··· RECORDS
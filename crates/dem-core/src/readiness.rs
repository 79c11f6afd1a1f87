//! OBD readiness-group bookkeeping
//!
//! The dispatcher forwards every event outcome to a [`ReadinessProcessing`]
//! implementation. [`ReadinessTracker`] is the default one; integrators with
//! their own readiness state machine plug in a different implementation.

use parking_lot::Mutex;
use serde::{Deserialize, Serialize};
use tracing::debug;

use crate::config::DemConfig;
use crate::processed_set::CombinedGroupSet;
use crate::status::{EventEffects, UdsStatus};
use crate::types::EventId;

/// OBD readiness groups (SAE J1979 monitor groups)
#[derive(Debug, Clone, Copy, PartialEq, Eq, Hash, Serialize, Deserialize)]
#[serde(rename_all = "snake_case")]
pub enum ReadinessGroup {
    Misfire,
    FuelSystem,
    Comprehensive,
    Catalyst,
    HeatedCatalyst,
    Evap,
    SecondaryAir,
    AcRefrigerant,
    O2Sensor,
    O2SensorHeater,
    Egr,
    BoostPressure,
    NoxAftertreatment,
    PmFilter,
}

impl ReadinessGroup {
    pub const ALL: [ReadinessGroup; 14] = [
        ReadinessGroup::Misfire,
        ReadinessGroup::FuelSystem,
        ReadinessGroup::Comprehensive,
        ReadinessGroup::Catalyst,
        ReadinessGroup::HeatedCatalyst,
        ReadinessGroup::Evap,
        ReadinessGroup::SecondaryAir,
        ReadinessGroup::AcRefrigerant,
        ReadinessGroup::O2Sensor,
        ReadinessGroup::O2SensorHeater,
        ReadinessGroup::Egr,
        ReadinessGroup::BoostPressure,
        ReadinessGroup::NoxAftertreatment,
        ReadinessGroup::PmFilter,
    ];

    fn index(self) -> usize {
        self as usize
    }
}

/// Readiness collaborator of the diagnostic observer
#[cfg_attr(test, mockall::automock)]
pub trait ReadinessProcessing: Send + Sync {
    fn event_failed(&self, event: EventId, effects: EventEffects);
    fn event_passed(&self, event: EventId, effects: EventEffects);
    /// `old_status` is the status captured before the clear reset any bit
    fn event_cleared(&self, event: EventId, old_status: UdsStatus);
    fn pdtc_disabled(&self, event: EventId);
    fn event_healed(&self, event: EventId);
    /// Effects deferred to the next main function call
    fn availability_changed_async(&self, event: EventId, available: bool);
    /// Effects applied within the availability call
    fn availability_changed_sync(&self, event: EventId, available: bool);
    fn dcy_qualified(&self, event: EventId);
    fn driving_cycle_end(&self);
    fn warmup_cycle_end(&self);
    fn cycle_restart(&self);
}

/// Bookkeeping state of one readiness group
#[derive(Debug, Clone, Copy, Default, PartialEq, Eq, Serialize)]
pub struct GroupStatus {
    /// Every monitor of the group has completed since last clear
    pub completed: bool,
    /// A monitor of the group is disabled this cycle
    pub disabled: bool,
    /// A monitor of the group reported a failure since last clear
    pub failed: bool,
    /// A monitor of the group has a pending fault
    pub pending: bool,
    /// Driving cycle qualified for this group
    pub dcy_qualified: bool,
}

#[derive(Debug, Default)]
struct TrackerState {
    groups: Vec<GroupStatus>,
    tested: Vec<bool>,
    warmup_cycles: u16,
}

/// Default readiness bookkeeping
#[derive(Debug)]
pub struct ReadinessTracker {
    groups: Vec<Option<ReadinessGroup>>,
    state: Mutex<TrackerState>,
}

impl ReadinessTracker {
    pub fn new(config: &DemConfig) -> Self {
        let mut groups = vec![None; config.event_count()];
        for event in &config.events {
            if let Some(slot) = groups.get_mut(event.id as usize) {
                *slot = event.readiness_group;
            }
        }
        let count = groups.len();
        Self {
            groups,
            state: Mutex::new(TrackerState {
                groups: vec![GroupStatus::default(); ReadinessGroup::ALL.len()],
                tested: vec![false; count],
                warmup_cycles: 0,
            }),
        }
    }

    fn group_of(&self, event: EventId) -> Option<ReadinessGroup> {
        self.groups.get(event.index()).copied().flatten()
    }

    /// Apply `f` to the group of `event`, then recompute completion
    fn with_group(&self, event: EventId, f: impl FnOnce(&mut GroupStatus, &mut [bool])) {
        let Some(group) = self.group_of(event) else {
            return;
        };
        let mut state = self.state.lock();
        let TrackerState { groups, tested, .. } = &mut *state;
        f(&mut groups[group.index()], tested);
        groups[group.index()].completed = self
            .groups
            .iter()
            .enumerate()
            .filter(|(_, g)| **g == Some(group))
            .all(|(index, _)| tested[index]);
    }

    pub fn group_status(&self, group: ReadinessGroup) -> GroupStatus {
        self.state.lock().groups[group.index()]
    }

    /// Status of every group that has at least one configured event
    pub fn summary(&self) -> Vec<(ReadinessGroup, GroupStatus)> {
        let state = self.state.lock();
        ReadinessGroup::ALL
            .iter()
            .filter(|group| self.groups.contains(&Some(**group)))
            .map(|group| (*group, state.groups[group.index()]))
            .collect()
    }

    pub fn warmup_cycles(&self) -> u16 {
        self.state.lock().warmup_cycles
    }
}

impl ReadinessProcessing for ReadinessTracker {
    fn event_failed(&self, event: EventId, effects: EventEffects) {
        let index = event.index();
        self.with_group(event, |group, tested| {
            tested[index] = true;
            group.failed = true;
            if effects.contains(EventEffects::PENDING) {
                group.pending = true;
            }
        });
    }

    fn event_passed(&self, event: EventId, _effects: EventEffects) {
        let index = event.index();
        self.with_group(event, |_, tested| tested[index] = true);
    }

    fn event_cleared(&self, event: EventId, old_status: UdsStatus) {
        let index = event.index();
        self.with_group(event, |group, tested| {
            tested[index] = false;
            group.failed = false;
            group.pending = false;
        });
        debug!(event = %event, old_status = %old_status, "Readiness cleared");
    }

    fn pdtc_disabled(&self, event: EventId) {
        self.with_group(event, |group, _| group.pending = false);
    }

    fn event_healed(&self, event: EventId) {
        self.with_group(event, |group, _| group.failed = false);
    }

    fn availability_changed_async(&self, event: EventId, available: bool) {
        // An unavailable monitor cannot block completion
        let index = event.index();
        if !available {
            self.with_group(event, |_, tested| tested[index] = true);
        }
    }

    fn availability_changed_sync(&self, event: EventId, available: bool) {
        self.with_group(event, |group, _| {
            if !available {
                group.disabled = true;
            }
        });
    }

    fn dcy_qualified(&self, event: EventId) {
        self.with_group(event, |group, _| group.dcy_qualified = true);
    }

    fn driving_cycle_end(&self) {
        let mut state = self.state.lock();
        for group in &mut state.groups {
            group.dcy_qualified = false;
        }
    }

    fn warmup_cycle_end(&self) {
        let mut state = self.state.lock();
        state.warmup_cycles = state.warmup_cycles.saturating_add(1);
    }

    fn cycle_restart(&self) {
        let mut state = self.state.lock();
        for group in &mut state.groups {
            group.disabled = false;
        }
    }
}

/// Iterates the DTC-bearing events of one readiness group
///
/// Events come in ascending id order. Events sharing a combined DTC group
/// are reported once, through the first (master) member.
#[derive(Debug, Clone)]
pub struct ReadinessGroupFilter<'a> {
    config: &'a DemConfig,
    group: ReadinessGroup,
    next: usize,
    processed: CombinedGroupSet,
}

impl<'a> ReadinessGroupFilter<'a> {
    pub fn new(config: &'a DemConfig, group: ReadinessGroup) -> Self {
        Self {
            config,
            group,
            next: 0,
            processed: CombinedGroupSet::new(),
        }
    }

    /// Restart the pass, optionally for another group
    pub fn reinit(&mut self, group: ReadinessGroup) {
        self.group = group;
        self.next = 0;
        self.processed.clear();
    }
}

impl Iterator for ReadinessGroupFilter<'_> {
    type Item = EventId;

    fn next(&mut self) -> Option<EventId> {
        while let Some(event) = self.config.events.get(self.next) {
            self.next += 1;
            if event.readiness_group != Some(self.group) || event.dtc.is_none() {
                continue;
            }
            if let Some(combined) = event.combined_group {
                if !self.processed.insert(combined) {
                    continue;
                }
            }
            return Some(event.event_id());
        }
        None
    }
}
······
_PROBLEM TO SOLVE_. Across the listing above, count every line containing the string "Copy" and give the result with no comment.

_ANSWER BOX_. 2